A. Does the plaintiff have standing?

"It is by now axiomatic that ‘Article III of the Constitution limits the judicial power of the United States to the resolution of cases and controversies.’ " DiMaio v. Dem. Nat'l Comm. , 520 F.3d 1299, 1301 (11th Cir. 2008) (quoting Valley Forge Christian Coll. v. Ams. United for Separation of Church & State, Inc. , 454 U.S. 464, 471, 102 S.Ct. 752, 70 L.Ed.2d 700 (1982) ) (internal quotation marks omitted). The issue of standing is an essential part of the case-or-controversy requirement. Id. To satisfy Article III's standing requirements, a plaintiff must show that (1) she has suffered an injury-in-fact that is concrete and particularized as well as actual or imminent; (2) the injury is fairly traceable to the challenged conduct of the defendant; and (3) the injury is likely to be redressed by a favorable decision. Friends of the Earth, Inc. v. Laidlaw Envtl. Servs. (TOC), Inc. , 528 U.S. 167, 180–81, 120 S.Ct. 693, 145 L.Ed.2d 610 (2000) (citing Lujan v. Defenders of Wildlife , 504 U.S. 555, 560–61, 112 S.Ct. 2130, 119 L.Ed.2d 351 (1992) ). For an injury to be particularized, it "must affect the plaintiff in a personal and individual way." Lujan , 504 U.S. at 560 n.1, 112 S.Ct. 2130. To be "concrete," the injury need not be tangible, but it must be "real" and not "abstract." Michael v. HOVG, LLC , 232 F. Supp. 3d 1229, 1234 (S.D. Fla. 2017) (citing Spokeo, Inc. v. Robins , ––– U.S. ––––, 136 S. Ct. 1540, 1548–49, 194 L.Ed.2d 635 (2016) ). The party that invokes federal jurisdiction has the burden of proving standing. Common Cause/Ga. v. Billups , 554 F.3d 1340, 1349 (11th Cir. 2009).

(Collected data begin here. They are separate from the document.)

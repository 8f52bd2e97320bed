//! Delimited crash record reader.
//!
//! Reads a header row followed by one crash per line. Column names come
//! from a [`CrashFieldMapping`] and are matched case-insensitively, since
//! crash exports are inconsistent about header casing. Empty, `NULL` and
//! missing trailing count cells are read as 0.

use std::fs::File;
use std::io::{BufReader, Read};
use std::path::Path;

use crash_score_config::CrashFieldMapping;
use crash_score_crash_models::{CrashRecord, InjuryCounts};

use crate::{DataError, LoadReport, Loaded};

/// Column positions resolved from the header row.
struct Columns {
    id: Option<usize>,
    longitude: usize,
    latitude: usize,
    fatalities: usize,
    incapacitating: usize,
    non_incapacitating: usize,
    possible: usize,
}

impl Columns {
    fn resolve(
        headers: &csv::StringRecord,
        fields: &CrashFieldMapping,
        source_name: &str,
    ) -> Result<Self, DataError> {
        let find = |name: &str| {
            headers
                .iter()
                .position(|h| h.trim().eq_ignore_ascii_case(name))
        };
        let require = |name: &str| {
            find(name).ok_or_else(|| DataError::MissingField {
                source_name: source_name.to_string(),
                field: name.to_string(),
            })
        };

        Ok(Self {
            id: find(&fields.id),
            longitude: require(&fields.longitude)?,
            latitude: require(&fields.latitude)?,
            fatalities: require(&fields.fatalities)?,
            incapacitating: require(&fields.incapacitating)?,
            non_incapacitating: require(&fields.non_incapacitating)?,
            possible: require(&fields.possible)?,
        })
    }
}

/// Reads crash records from any reader.
///
/// Rows with a missing, unparseable, or non-finite coordinate are skipped
/// and counted in [`LoadReport::skipped_geometry`].
///
/// # Errors
///
/// Returns [`DataError::MissingField`] if a required column is absent,
/// [`DataError::InvalidValue`] if a count cell is not a non-negative
/// integer, or [`DataError::Csv`] if the file is malformed.
pub fn read_crashes<R: Read>(
    reader: R,
    source_name: &str,
    fields: &CrashFieldMapping,
    delimiter: u8,
) -> Result<Loaded<CrashRecord>, DataError> {
    let mut reader = csv::ReaderBuilder::new()
        .delimiter(delimiter)
        .flexible(true)
        .trim(csv::Trim::All)
        .from_reader(reader);

    let columns = Columns::resolve(reader.headers()?, fields, source_name)?;

    let mut records = Vec::new();
    let mut report = LoadReport::default();

    for (i, row) in reader.records().enumerate() {
        let row = row?;
        let record_number = i + 1;
        let cell = |idx: usize| row.get(idx).unwrap_or("");

        let id = columns
            .id
            .map(cell)
            .filter(|s| !s.is_empty())
            .map_or_else(|| record_number.to_string(), str::to_string);

        let (Some(longitude), Some(latitude)) = (
            parse_coordinate(cell(columns.longitude)),
            parse_coordinate(cell(columns.latitude)),
        ) else {
            log::warn!("{source_name}: crash {id} has no usable location, skipping");
            report.skipped_geometry += 1;
            continue;
        };

        let count = |idx: usize, field: &str| {
            parse_count(cell(idx)).ok_or_else(|| DataError::InvalidValue {
                source_name: source_name.to_string(),
                record: record_number,
                field: field.to_string(),
                value: cell(idx).to_string(),
            })
        };

        let counts = InjuryCounts::from_nullable(
            count(columns.fatalities, &fields.fatalities)?,
            count(columns.incapacitating, &fields.incapacitating)?,
            count(columns.non_incapacitating, &fields.non_incapacitating)?,
            count(columns.possible, &fields.possible)?,
        );

        records.push(CrashRecord::new(id, longitude, latitude, counts));
        report.loaded += 1;
    }

    log::info!(
        "{source_name}: loaded {} crashes ({} skipped without location)",
        report.loaded,
        report.skipped_geometry
    );

    Ok(Loaded { records, report })
}

/// Opens and reads a crash records file.
///
/// # Errors
///
/// Returns [`DataError`] if the file cannot be opened or read (see
/// [`read_crashes`]).
pub fn load_crashes(
    path: &Path,
    fields: &CrashFieldMapping,
    delimiter: u8,
) -> Result<Loaded<CrashRecord>, DataError> {
    let file = File::open(path)?;
    read_crashes(
        BufReader::new(file),
        &path.display().to_string(),
        fields,
        delimiter,
    )
}

fn parse_coordinate(raw: &str) -> Option<f64> {
    raw.parse::<f64>().ok().filter(|v| v.is_finite())
}

/// Parses a nullable count cell.
///
/// Returns `Some(None)` for an empty or null cell, `Some(Some(n))` for a
/// non-negative integer (including integral decimals such as `2.0`), and
/// `None` for anything else.
#[allow(
    clippy::option_option,
    clippy::cast_possible_truncation,
    clippy::cast_sign_loss
)]
fn parse_count(raw: &str) -> Option<Option<u32>> {
    if raw.is_empty() || raw.eq_ignore_ascii_case("null") {
        return Some(None);
    }
    if let Ok(n) = raw.parse::<u32>() {
        return Some(Some(n));
    }
    let value = raw.parse::<f64>().ok()?;
    if value.fract() == 0.0 && (0.0..=f64::from(u32::MAX)).contains(&value) {
        return Some(Some(value as u32));
    }
    None
}

#[cfg(test)]
mod tests {
    use super::*;
    use crash_score_crash_models::SeverityTier;

    fn read(text: &str) -> Result<Loaded<CrashRecord>, DataError> {
        read_crashes(text.as_bytes(), "test.csv", &CrashFieldMapping::default(), b',')
    }

    const HEADER: &str = "id,longitude,latitude,fatalities_count,incapacitating_injuries_count,\
                          non_incapacitating_injuries_count,possible_injuries_count";

    #[test]
    fn reads_and_classifies_rows() {
        let text = format!(
            "{HEADER}\nA,-83.5,41.6,1,0,0,0\nB,-83.4,41.7,0,0,0,2\nC,-83.3,41.8,0,0,0,0\n"
        );
        let loaded = read(&text).unwrap();

        assert_eq!(loaded.report.loaded, 3);
        let tiers: Vec<SeverityTier> = loaded.records.iter().map(CrashRecord::tier).collect();
        assert_eq!(
            tiers,
            vec![SeverityTier::Fatal, SeverityTier::Possible, SeverityTier::Pdo]
        );
        assert_eq!(loaded.records[1].id(), "B");
        assert!((loaded.records[0].longitude() + 83.5).abs() < 1e-9);
    }

    #[test]
    fn empty_and_null_counts_are_zero() {
        let text = format!("{HEADER}\nA,-83.5,41.6,,NULL,,\n");
        let loaded = read(&text).unwrap();
        assert_eq!(loaded.records[0].counts(), &InjuryCounts::default());
        assert_eq!(loaded.records[0].tier(), SeverityTier::Pdo);
    }

    #[test]
    fn missing_column_is_schema_error() {
        let text = "id,longitude,latitude,fatalities_count\nA,1,2,0\n";
        let err = read(text).unwrap_err();
        match err {
            DataError::MissingField { field, .. } => {
                assert_eq!(field, "incapacitating_injuries_count");
            }
            other => panic!("unexpected error: {other}"),
        }
    }

    #[test]
    fn rows_without_location_are_skipped() {
        let text =
            format!("{HEADER}\nA,,41.6,0,0,0,0\nB,abc,41.6,0,0,0,0\nC,-83.5,41.6,0,0,0,0\n");
        let loaded = read(&text).unwrap();
        assert_eq!(loaded.report.loaded, 1);
        assert_eq!(loaded.report.skipped_geometry, 2);
        assert_eq!(loaded.records[0].id(), "C");
    }

    #[test]
    fn negative_count_is_rejected() {
        let text = format!("{HEADER}\nA,-83.5,41.6,-1,0,0,0\n");
        let err = read(&text).unwrap_err();
        assert!(
            matches!(
                err,
                DataError::InvalidValue { record: 1, ref field, .. } if field == "fatalities_count"
            ),
            "{err}"
        );
    }

    #[test]
    fn id_column_is_optional() {
        let text = "longitude,latitude,fatalities_count,incapacitating_injuries_count,\
                    non_incapacitating_injuries_count,possible_injuries_count\n\
                    -83.5,41.6,0,1,0,0\n-83.4,41.6,0,0,0,0\n";
        let loaded = read(text).unwrap();
        let ids: Vec<&str> = loaded.records.iter().map(CrashRecord::id).collect();
        assert_eq!(ids, vec!["1", "2"]);
    }

    #[test]
    fn mapped_tab_delimited_columns() {
        let fields = CrashFieldMapping {
            longitude: "ODOT_LONGITUDE_NBR".to_string(),
            latitude: "ODOT_LATITUDE_NBR".to_string(),
            fatalities: "FATALITIES_NBR".to_string(),
            incapacitating: "INCAPAC_INJURIES_NBR".to_string(),
            non_incapacitating: "NON_INCAPAC_INJURIES_NBR".to_string(),
            possible: "POSSIBLE_INJURIES_NBR".to_string(),
            ..CrashFieldMapping::default()
        };
        let text = "odot_longitude_nbr\tODOT_LATITUDE_NBR\tFatalities_NBR\tINCAPAC_INJURIES_NBR\t\
                    NON_INCAPAC_INJURIES_NBR\tPOSSIBLE_INJURIES_NBR\n-83.5\t41.6\t0\t0\t2.0\t1\n";
        let loaded = read_crashes(text.as_bytes(), "gcat.txt", &fields, b'\t').unwrap();
        assert_eq!(loaded.records.len(), 1);
        assert_eq!(loaded.records[0].tier(), SeverityTier::NonIncapacitating);
        assert_eq!(loaded.records[0].counts().non_incapacitating, 2);
    }

    #[test]
    fn short_rows_read_missing_cells_as_empty() {
        let text = format!("{HEADER}\nA,-83.5,41.6,0,1\nB,-83.4\nC,-83.3,41.8,1,0,0,0\n");
        let loaded = read(&text).unwrap();

        assert_eq!(loaded.report.loaded, 2);
        assert_eq!(loaded.report.skipped_geometry, 1, "B has no latitude");
        assert_eq!(loaded.records[0].id(), "A");
        assert_eq!(loaded.records[0].counts().incapacitating, 1);
        assert_eq!(loaded.records[0].counts().non_incapacitating, 0);
        assert_eq!(loaded.records[0].tier(), SeverityTier::Incapacitating);
        assert_eq!(loaded.records[1].tier(), SeverityTier::Fatal);
    }

    #[test]
    fn count_parsing() {
        assert_eq!(parse_count("3"), Some(Some(3)));
        assert_eq!(parse_count("3.0"), Some(Some(3)));
        assert_eq!(parse_count(""), Some(None));
        assert_eq!(parse_count("null"), Some(None));
        assert_eq!(parse_count("2.5"), None);
        assert_eq!(parse_count("x"), None);
    }
}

Experian avers that Hill has failed to plead that she suffered an injury-in-fact, and therefore does not have Article III standing to pursue her FCRA claim. Experian contends that Hill has "offer[ed] only vague and conclusory allegations that her credit score was lowered." [Doc. No. 12-1 at 9]. In the complaint, Hill cited to Pedro v. Equifax, Inc. , 868 F.3d 1275 (11th Cir. 2017), among other cases, in support of the proposition that an allegation of a lowered credit score is sufficient to plead a concrete injury-in-fact. [Doc. No. 1 at 44, Compl. ¶160]. Experian argues that Pedro is inapposite because the FRCA claim in that case included a more specified allegation (a drop of more than 100 points in the credit score) than Hill has provided here. [Doc. No. 12-1 at 10]. In Pedro , the Eleventh Circuit determined that the plaintiff had "alleged a concrete injury because the harm caused by the alleged violation of the Act — the reporting of inaccurate information about [the plaintiff's] credit to a credit monitoring service — has a close relationship to the harm caused by the publication of defamatory information, which has long provided the basis for a lawsuit in English and American courts." This reasoning was not based merely on the fact that the plaintiff had alleged a quantifiable drop in her credit score. 868 F.3d at 1279-80. The harm alleged by Hill, like that of the plaintiff in Pedro , has a close relationship to a common law harm.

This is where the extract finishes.